Can you provide some details about your setup, please? For example, what version of the Http Collector and Elasticsearch server are you using? Also, if you could share the configuration files of the Http Collector you have, that would be helpful.

Thanks!

yvesnyc commented 9 years ago

Hi @pascaldimassimo ,

Thanks for working on this.

I am using norconex-collector-http-2.1.0 and norconex-committer-elasticsearch-2.0.1 and I'm running Elasticsearch 1.5.2. The configuration file is later modified in the code to set the maxdepth, starting url, and regex filter. Here is the config.xml:

<?xml version="1.0" encoding="UTF-8"?>
<!--
   Copyright 2010-2014 Norconex Inc.

   Licensed under the Apache License, Version 2.0 (the "License");
   you may not use this file except in compliance with the License.
   You may obtain a copy of the License at

       http://www.apache.org/licenses/LICENSE-2.0

   Unless required by applicable law or agreed to in writing, software
   distributed under the License is distributed on an "AS IS" BASIS,
   WITHOUT WARRANTIES OR CONDITIONS OF ANY KIND, either express or implied.
   See the License for the specific language governing permissions and
   limitations under the License.
-->
<httpcollector id="Complex Crawl">

    #set($http = "com.norconex.collector.http")
    #set($core = "com.norconex.collector.core")
    #set($urlNormalizer   = "${http}.url.impl.GenericURLNormalizer")
    #set($filterExtension = "${core}.filter.impl.ExtensionReferenceFilter")
    #set($filterRegexRef  = "${core}.filter.impl.RegexReferenceFilter")

    <progressDir>${workdir}/progress</progressDir>
    <logsDir>${workdir}/logs</logsDir>

    <crawlerDefaults>

        <urlNormalizer class="$urlNormalizer" />
        <numThreads>4</numThreads>
        <maxDepth>2</maxDepth>
        <workDir>$workdir</workDir>
        <orphansStrategy>DELETE</orphansStrategy>
        <!-- We know we don't want to crawl the entire site, so ignore sitemap. -->
        <sitemap ignore="true" />

        <committer class="com.norconex.committer.elasticsearch.ElasticsearchCommitter">
            <indexName>RepositoryRequestCrawl</indexName>
            <typeName>webdoc</typeName>
            <clusterName>es-crawler</clusterName>
        </committer>

        <referenceFilters>
            <!-- Note we ignore Power Point and other possible repository desciptors -->
            <filter class="$filterExtension" onMatch="exclude">jpg,gif,png,ico,css,js,sit,eps,wmf,ppt,mpg,xls,rpm,mov,exe,jpeg,bmp</filter>
            <filter class="$filterRegexRef" onMatch="include">http://([a-z0-9]+\.)*redis\.io(/.*)?</filter>
        </referenceFilters>

    </crawlerDefaults>

    <crawlers>

        <crawler id="Norconex Redis Crawl">
            <startURLs>
                <url>http://redis.io</url>
            </startURLs>
        </crawler>

    </crawlers>

</httpcollector>

This is the config.variables file:

workdir = ./crawl-output/mycrawler
pascaldimassimo commented 9 years ago

I think the issue is caused by a Lucene version mismatch. In the norconex-committer-elasticsearch-2.0.1, we include lucene-core-4.10.4.jar, while in norconex-collector-http-2.1.0, we include lucene-core-5.0.0.jar. In lucene 5, Version.LUCENE_3_6 does not exist anymore, hence the NoSuchFieldError. Try removing lucene 5 in your lib folder and use only the lucene jars bundled with the committer to see if that fixes the issue.
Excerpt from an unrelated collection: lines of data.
impl MeasState {
    pub fn num_ul_meas(&self) -> usize {
        self.samples.len()
    }

    /// Add one uplink measurement sample. Samples beyond the interval's
    /// expected count are dropped.
    pub fn record(&mut self, lchan: &MeasLchan, mf: &Multiframe, mut m: UlMeas, fnr: u32) {
        let fn_mod = fnr % modulus_by_lchan(lchan);

        if self.samples.len() >= num_expected(lchan) {
            warn!("no space for uplink measurement, num_ul_meas={}, fn_mod={}", self.samples.len(), fn_mod);
            return;
        }

        // Lower layers tag AMR SID_UPDATE frames as SUB themselves; here
        // only the static TS 45.008 rules are applied on top.
        if !m.is_sub {
            m.is_sub = ts45008_83_is_sub(lchan, mf, fnr);
        }

        debug!(
            "adding measurement (is_sub={}), num_ul_meas={}, fn_mod={}",
            m.is_sub,
            self.samples.len(),
            fn_mod
        );

        self.samples.push(m);
    }

    /// Record a sample and compute the interval result if the sample's
    /// frame number ends a reporting interval.
    pub fn process(&mut self, lchan: &MeasLchan, mf: &Multiframe, m: UlMeas, fnr: u32) -> Option<MeasResult> {
        self.record(lchan, mf, m, fnr);
        self.check_compute(lchan, fnr)
    }

    /// Compute the interval averages if `fnr` ends a reporting interval.
    /// Missing samples are padded with worst-case dummies for the BER
    /// averages; RSSI and TOA are averaged over real samples only, since
    /// a made-up value would distort them.
    pub fn check_compute(&mut self, lchan: &MeasLchan, fnr: u32) -> Option<MeasResult> {
        if !is_meas_complete(lchan, fnr) {
            return None;
        }

        let num_ul_meas_expect = num_expected(lchan);
        let num_meas_sub_expect = match sub_num_expected(lchan) {
            Some(n) => n,
            None => {
                // See the AMR DTX note at sub_num_expected()
                warn!("expected SUB count not available for AMR, assuming 0");
                0
            }
        };

        debug!("received {} UL measurements, expected {}", self.samples.len(), num_ul_meas_expect);

        let mut ber_full_sum: u32 = 0;
        let mut irssi_full_sum: u32 = 0;
        let mut ber_sub_sum: u32 = 0;
        let mut irssi_sub_sum: u32 = 0;
        let mut ta256_sum: i32 = 0;
        let mut num_meas_sub = 0usize;
        let mut num_meas_sub_actual = 0usize;
        let mut num_meas_sub_subst = 0usize;
        let mut num_ul_meas_actual = 0usize;
        let mut num_ul_meas_subst = 0usize;

        // Step 1: add up. Always compute over a full interval; once the
        // received samples run out, continue with dummies. A missing
        // sample means the block itself was lost, so 100% BER holds.
        for i in 0..num_ul_meas_expect {
            let (m, is_sub) = if i < self.samples.len() {
                let m = &self.samples[i];
                if m.is_sub {
                    irssi_sub_sum += m.inv_rssi as u32;
                    num_meas_sub_actual += 1;
                }
                irssi_full_sum += m.inv_rssi as u32;
                ta256_sum += m.ta256 as i32;
                num_ul_meas_actual += 1;
                (m, m.is_sub)
            } else {
                // Tag trailing dummies as SUB while the interval still
                // owes SUB samples, so the SUB average stays complete.
                let is_sub = num_ul_meas_expect - i <= num_meas_sub_expect - num_meas_sub;
                if is_sub {
                    num_meas_sub_subst += 1;
                }
                num_ul_meas_subst += 1;
                (&MEASUREMENT_DUMMY, is_sub)
            };

            ber_full_sum += m.ber10k as u32;
            if is_sub {
                num_meas_sub += 1;
                ber_sub_sum += m.ber10k as u32;
            }
        }

        debug!(
            "interval had {} SUB measurements (expected {}), {} substituted ({} as SUB)",
            num_meas_sub_actual, num_meas_sub_expect, num_ul_meas_subst, num_meas_sub_subst
        );

        if sub_num_expected(lchan).is_some() && num_meas_sub != num_meas_sub_expect {
            // The padding above can only add missing SUB samples; it can
            // neither remove excess ones nor add any once the interval is
            // full. Ending up here means the is_sub tagging is wrong.
            error!("incorrect number of SUB measurements: {} != {}", num_meas_sub, num_meas_sub_expect);
        }

        // Step 2: divide
        let ber_full = ber_full_sum / num_ul_meas_expect as u32;
        let irssi_full = if num_ul_meas_actual == 0 {
            MEASUREMENT_DUMMY_IRSSI as u32
        } else {
            irssi_full_sum / num_ul_meas_actual as u32
        };
        let toa256_mean = if num_ul_meas_actual == 0 {
            self.ms_toa256
        } else {
            (ta256_sum / num_ul_meas_actual as i32) as i16
        };
        let ber_sub = if num_meas_sub == 0 {
            MEASUREMENT_DUMMY_BER as u32
        } else {
            ber_sub_sum / num_meas_sub as u32
        };
        let irssi_sub = if num_meas_sub_actual == 0 {
            MEASUREMENT_DUMMY_IRSSI as u32
        } else {
            irssi_sub_sum / num_meas_sub_actual as u32
        };

        self.ms_toa256 = toa256_mean;
        let toa_ext = self.compute_extended();

        let res = MeasResult {
            rxlev_full: dbm2rxlev(-(irssi_full as i32)),
            rxqual_full: ber10k_to_rxqual(ber_full),
            rxlev_sub: dbm2rxlev(-(irssi_sub as i32)),
            rxqual_sub: ber10k_to_rxqual(ber_sub),
            toa256_mean,
            toa_ext,
            num_real_samples: num_ul_meas_actual as u16,
        };

        tracing::info!(
            "computed TA256({}) BER-FULL({}.{:02}%) RSSI-FULL(-{}dBm) BER-SUB({}.{:02}%) RSSI-SUB(-{}dBm)",
            toa256_mean,
            ber_full / 100,
            ber_full % 100,
            irssi_full,
            ber_sub / 100,
            ber_sub % 100,
            irssi_sub
        );

        self.samples.clear();
        Some(res)
    }

    /// TOA min/max and standard deviation over the received samples.
    /// Returns None for an interval without real samples; with the signal
    /// gone there is nothing to report.
    fn compute_extended(&self) -> Option<ToaExt> {
        if self.samples.is_empty() {
            return None;
        }

        let mut toa256_min = i16::MAX;
        let mut toa256_max = i16::MIN;
        // each squared difference fits 32 bits, their sum does not
        let mut sq_diff_sum: u64 = 0;

        for m in &self.samples {
            let diff = (m.ta256 as i32 - self.ms_toa256 as i32).unsigned_abs();
            sq_diff_sum += (diff * diff) as u64;
            toa256_min = toa256_min.min(m.ta256);
            toa256_max = toa256_max.max(m.ta256);
        }

        let variance = sq_diff_sum / self.samples.len() as u64;
        Some(ToaExt {
            toa256_min,
            toa256_max,
            toa256_std_dev: isqrt32(variance as u32) as u16,
        })
    }
}
#[test]
fn test_pdch_activation_includes_ptcch() {
    let mut sched = TrxSched::new(0, false, 1, 0);
    let mut q = L1sapQueue::new();
    sched.set_pchan(5, Pchan::Pdch).unwrap();
    let cn = chan_nr::pdtch(5);

    // fn 12 is the first PTCCH frame of the 104-multiframe
    sched.rts(12, &mut q);
    assert!(q.is_empty(), "no RTS before activation");

    sched.set_lchan(cn, 0, true).unwrap();
    sched.rts(0, &mut q);
    match q.pop() {
        Some(L1sapUp::PhRtsInd(rts)) => assert_eq!((rts.chan_nr, rts.fnr), (cn, 0)),
        other => panic!("expected PDTCH PhRtsInd, got {other:?}"),
    }
    sched.rts(12, &mut q);
    match q.pop() {
        Some(L1sapUp::PhRtsInd(rts)) => assert_eq!((rts.chan_nr, rts.fnr), (cn, 12)),
        other => panic!("expected PTCCH PhRtsInd, got {other:?}"),
    }
}

#[test]
fn test_dl_cipher_changes_payload_only() {
    let key = [0x12, 0x23, 0x45, 0x67, 0x89, 0xab, 0xcd, 0xef];
    let mut plain = TrxSched::new(0, false, 1, 0);
    let mut ciphered = TrxSched::new(0, false, 1, 0);
    for s in [&mut plain, &mut ciphered] {
        s.set_pchan(1, Pchan::Sdcch8).unwrap();
        s.set_lchan(chan_nr::sdcch8(0, 1), 0, true).unwrap();
    }
    ciphered.set_cipher(chan_nr::sdcch8(0, 1), true, 1, &key).unwrap();

    for s in [&mut plain, &mut ciphered] {
        let prim = DlPrim::Data(PhDataReq { chan_nr: chan_nr::sdcch8(0, 1), link_id: 0, fnr: 0, data: vec![0x2b; 23] });
        s.dl_prim(0, prim).unwrap();
    }
    let a = plain.dl_burst(0, 1).unwrap();
    let b = ciphered.dl_burst(0, 1).unwrap();
    assert_ne!(a[3..60], b[3..60]);
    assert_eq!(a[60..88], b[60..88], "flags and training sequence untouched");
    assert_ne!(a[88..145], b[88..145]);
    assert_eq!(a[..3], b[..3]);
    assert_eq!(a[145..], b[145..]);
}

#[test]
fn test_ul_cipher_roundtrip() {
    // bursts ciphered with the uplink keystream decode back to the clear
    // block once uplink deciphering is enabled
    use bts_core::a5;
    use bts_core::frame::GsmTime;

    let key = [0x02, 0x46, 0x8a, 0xce, 0x13, 0x57, 0x9b, 0xdf];
    let cn = chan_nr::sdcch8(0, 1);
    let mut rx = TrxSched::new(0, false, 1, 0);
    rx.set_pchan(1, Pchan::Sdcch8).unwrap();
    rx.set_lchan(cn, 0, true).unwrap();
    rx.set_cipher(cn, false, 1, &key).unwrap();

    let mut q = L1sapQueue::new();
    // clear block is all ones; apply the uplink keystream by hand for the
    // SDCCH/8(0) block at fn 15..=18
    for f in 15..=18u32 {
        let (_, ks) = a5::keystream(1, &key, GsmTime::new(f)).expect("A5/1 keystream");
        let mut soft = [0i8; 148];
        for i in 0..57 {
            soft[3 + i] = if ks[i] == 1 { 127 } else { -127 };
            soft[88 + i] = if ks[57 + i] == 1 { 127 } else { -127 };
        }
        rx.ul_burst(ul(1, f, soft), &mut q);
    }
    match q.pop() {
        Some(L1sapUp::PhDataInd(ind)) => {
            assert_eq!(ind.data, vec![0xff; 57], "deciphered block is all ones");
            assert_eq!(ind.ber10k, 0);
        }
        other => panic!("expected PhDataInd, got {other:?}"),
    }
}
@essiembre I see that the importer is now using Lucene 5. Are we using features exclusive to this version?

essiembre commented 9 years ago

It is only bundled with the Importer as a dependency to the TitleGeneratorTagger. If that tagger is not being used, one can remove the Lucene Jar bundled with the Importer without issues. The TitleGeneratorTagger has quite a few dependencies and it maybe it shall be modified to not rely on so many, or maybe making them optional.
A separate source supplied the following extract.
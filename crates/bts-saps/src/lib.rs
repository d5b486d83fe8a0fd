//! L1SAP primitives exchanged between the burst scheduler and the MAC.

pub mod l1sap;

pub use l1sap::*;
yvesnyc commented 9 years ago

Thanks @pascaldimassimo and @essiembre. Yes, the inclusion of the lucene 5.0 jars was the problem.

Specifically, the solution was to remove the lucene-core-5.0.0 and lucene-analyzers-common-5.0.0 jars found in the norconex-collector-http-2.1.0 dependency. This was done with exclude directives in the dependency declaration. The norconex-committer-elasticsearch-2.0.1 dependency pulls in the 4.10.4 versions.